その策はあっという間に崩れ去った。劉備軍は城壁より高い所から弓を射る物を使い、城壁に居る弓兵を全て射殺してしまった。そして、巨大な石が城壁に投げられたことで城に入れる穴があいてしまったのだ。


「これでは……。野戦しかあるまい。紫苑、先に出ていろ! ワシも出る。一気に攻めよ!!」


そう言って韓玄は、黄忠に出陣するように伝えた。


その時は厳しい戦になりそうだ……と思った黄忠だったが、門から堂々と出てきた厳顔が韓玄を射殺するというあっけない幕切れで戦いは終わった。



「降伏すれば命までは取らぬ! 降伏せよ! 」


なぜ、昨日捕虜となった人物が、門から堂々と出てこられるのかが理解出来なかった黄忠だった。周りの兵たちは降伏を選びゆくなか、黄忠の頭はそれどころではなかった。



娘はどこにいるのか


ただそれだけだった。




そして城内へ戻ろうとすると、昨日捕虜となった筈の厳顔から、


「娘は無事じゃ。
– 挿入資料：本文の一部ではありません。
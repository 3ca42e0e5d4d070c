//! Tunables for the verification runtime.

use std::time::Duration;

use serde::Deserialize;
use worldgate_core::restrict::RestrictionPolicy;

/// Deserialised from the `[verify]` table of the server configuration.
/// Every field has a default, so an empty table is valid.
#[derive(Debug, Clone, Deserialize)]
#[serde(default)]
pub struct VerifyConfig {
  /// Maximum age of account data before it counts as expired.
  pub freshness_window_secs:     u64,
  /// How long a dead credential is kept before it is purged. Unset keeps it
  /// forever.
  pub retention_window_secs:     Option<u64>,
  /// Length of a temporary grant when the request gives no end time.
  pub temporary_access_secs:     u64,
  pub max_concurrent_syncs:      usize,
  pub sync_interval_ms:          u64,
  pub failure_cooldown_secs:     u64,
  /// Deadline applied to every store call and remote fetch.
  pub request_timeout_secs:      u64,
  pub listener_capacity:         usize,
  pub listener_timeout_secs:     u64,
  pub skip_restrictions:         bool,
  /// Also log sync failures caused by invalid keys.
  pub verbose:                   bool,
  pub free_to_play_min_wvw_rank: i32,
  pub free_to_play_min_level:    i32,
}

impl Default for VerifyConfig {
  fn default() -> Self {
    Self {
      freshness_window_secs:     86_400,
      retention_window_secs:     None,
      temporary_access_secs:     3_600,
      max_concurrent_syncs:      4,
      sync_interval_ms:          1_000,
      failure_cooldown_secs:     10,
      request_timeout_secs:      10,
      listener_capacity:         10,
      listener_timeout_secs:     120,
      skip_restrictions:         false,
      verbose:                   false,
      free_to_play_min_wvw_rank: 0,
      free_to_play_min_level:    80,
    }
  }
}

impl VerifyConfig {
  pub fn freshness(&self) -> chrono::Duration { secs(self.freshness_window_secs) }

  pub fn retention(&self) -> Option<chrono::Duration> {
    self.retention_window_secs.map(secs)
  }

  pub fn temporary_access(&self) -> chrono::Duration { secs(self.temporary_access_secs) }

  /// Never zero: a zero period is treated as one millisecond.
  pub fn sync_interval(&self) -> Duration {
    Duration::from_millis(self.sync_interval_ms.max(1))
  }

  pub fn failure_cooldown(&self) -> Duration {
    Duration::from_secs(self.failure_cooldown_secs)
  }

  pub fn request_timeout(&self) -> Duration {
    Duration::from_secs(self.request_timeout_secs)
  }

  pub fn listener_timeout(&self) -> Duration {
    Duration::from_secs(self.listener_timeout_secs)
  }

  pub fn restriction_policy(&self) -> RestrictionPolicy {
    RestrictionPolicy {
      free_to_play_min_wvw_rank: self.free_to_play_min_wvw_rank,
      free_to_play_min_level: self.free_to_play_min_level,
      ..RestrictionPolicy::default()
    }
  }
}

fn secs(s: u64) -> chrono::Duration {
  i64::try_from(s)
    .ok()
    .and_then(chrono::Duration::try_seconds)
    .unwrap_or(chrono::Duration::MAX)
}

#[cfg(test)]
mod tests {
  use super::*;

  #[test]
  fn zero_sync_interval_is_clamped() {
    let config = VerifyConfig { sync_interval_ms: 0, ..VerifyConfig::default() };
    assert_eq!(config.sync_interval(), Duration::from_millis(1));

    let config = VerifyConfig { sync_interval_ms: 250, ..VerifyConfig::default() };
    assert_eq!(config.sync_interval(), Duration::from_millis(250));
  }
}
焔耶が守っとる。」


と告げられた。そして、居る場所を聞き、そこへ向かうと、確かに無事だった。涙が溢れ出てきた。



「おかーさん。どうして泣いてるの?」


「紫苑様……。」



そして、黄忠も降伏して小沛は劉備軍が治める地となった。


秋も深まっていたころのことである。



さて、これからのことを確認するために皆が小沛に集まり、賊の討伐を数日で終わらせたある日。



「ただいま。」


”主” ”天の御遣い” 北郷一刀が帰還した。


が、服は白いものではなく、この世界の民が着ているものと変わりなかった。


「”天の御遣い” は死んだ。俺は”北郷一刀”、それ以上でもそれ以下でもない。」



そう、どこか自信にあふれた口調でそう言った。


共に居るのは女媧(甄姫)・徐庶・関羽・徐庶の母親・そして金色の髪の少女。それと、目に包帯を巻いた少女であった。


道中の話や北海・小沛の統治の話をした後、話題は下邳城をどうするか……に移った。



目に包帯を巻いた少女が、冬の進軍を提言した。




<第2章>


 劉備たちの動向  安住の地を求めて~神の視点から~


<了>

なんとか2章終わりまでは投稿したかったのでここまで無理矢理させてもらいました。


人物紹介はお休みさせて下さい。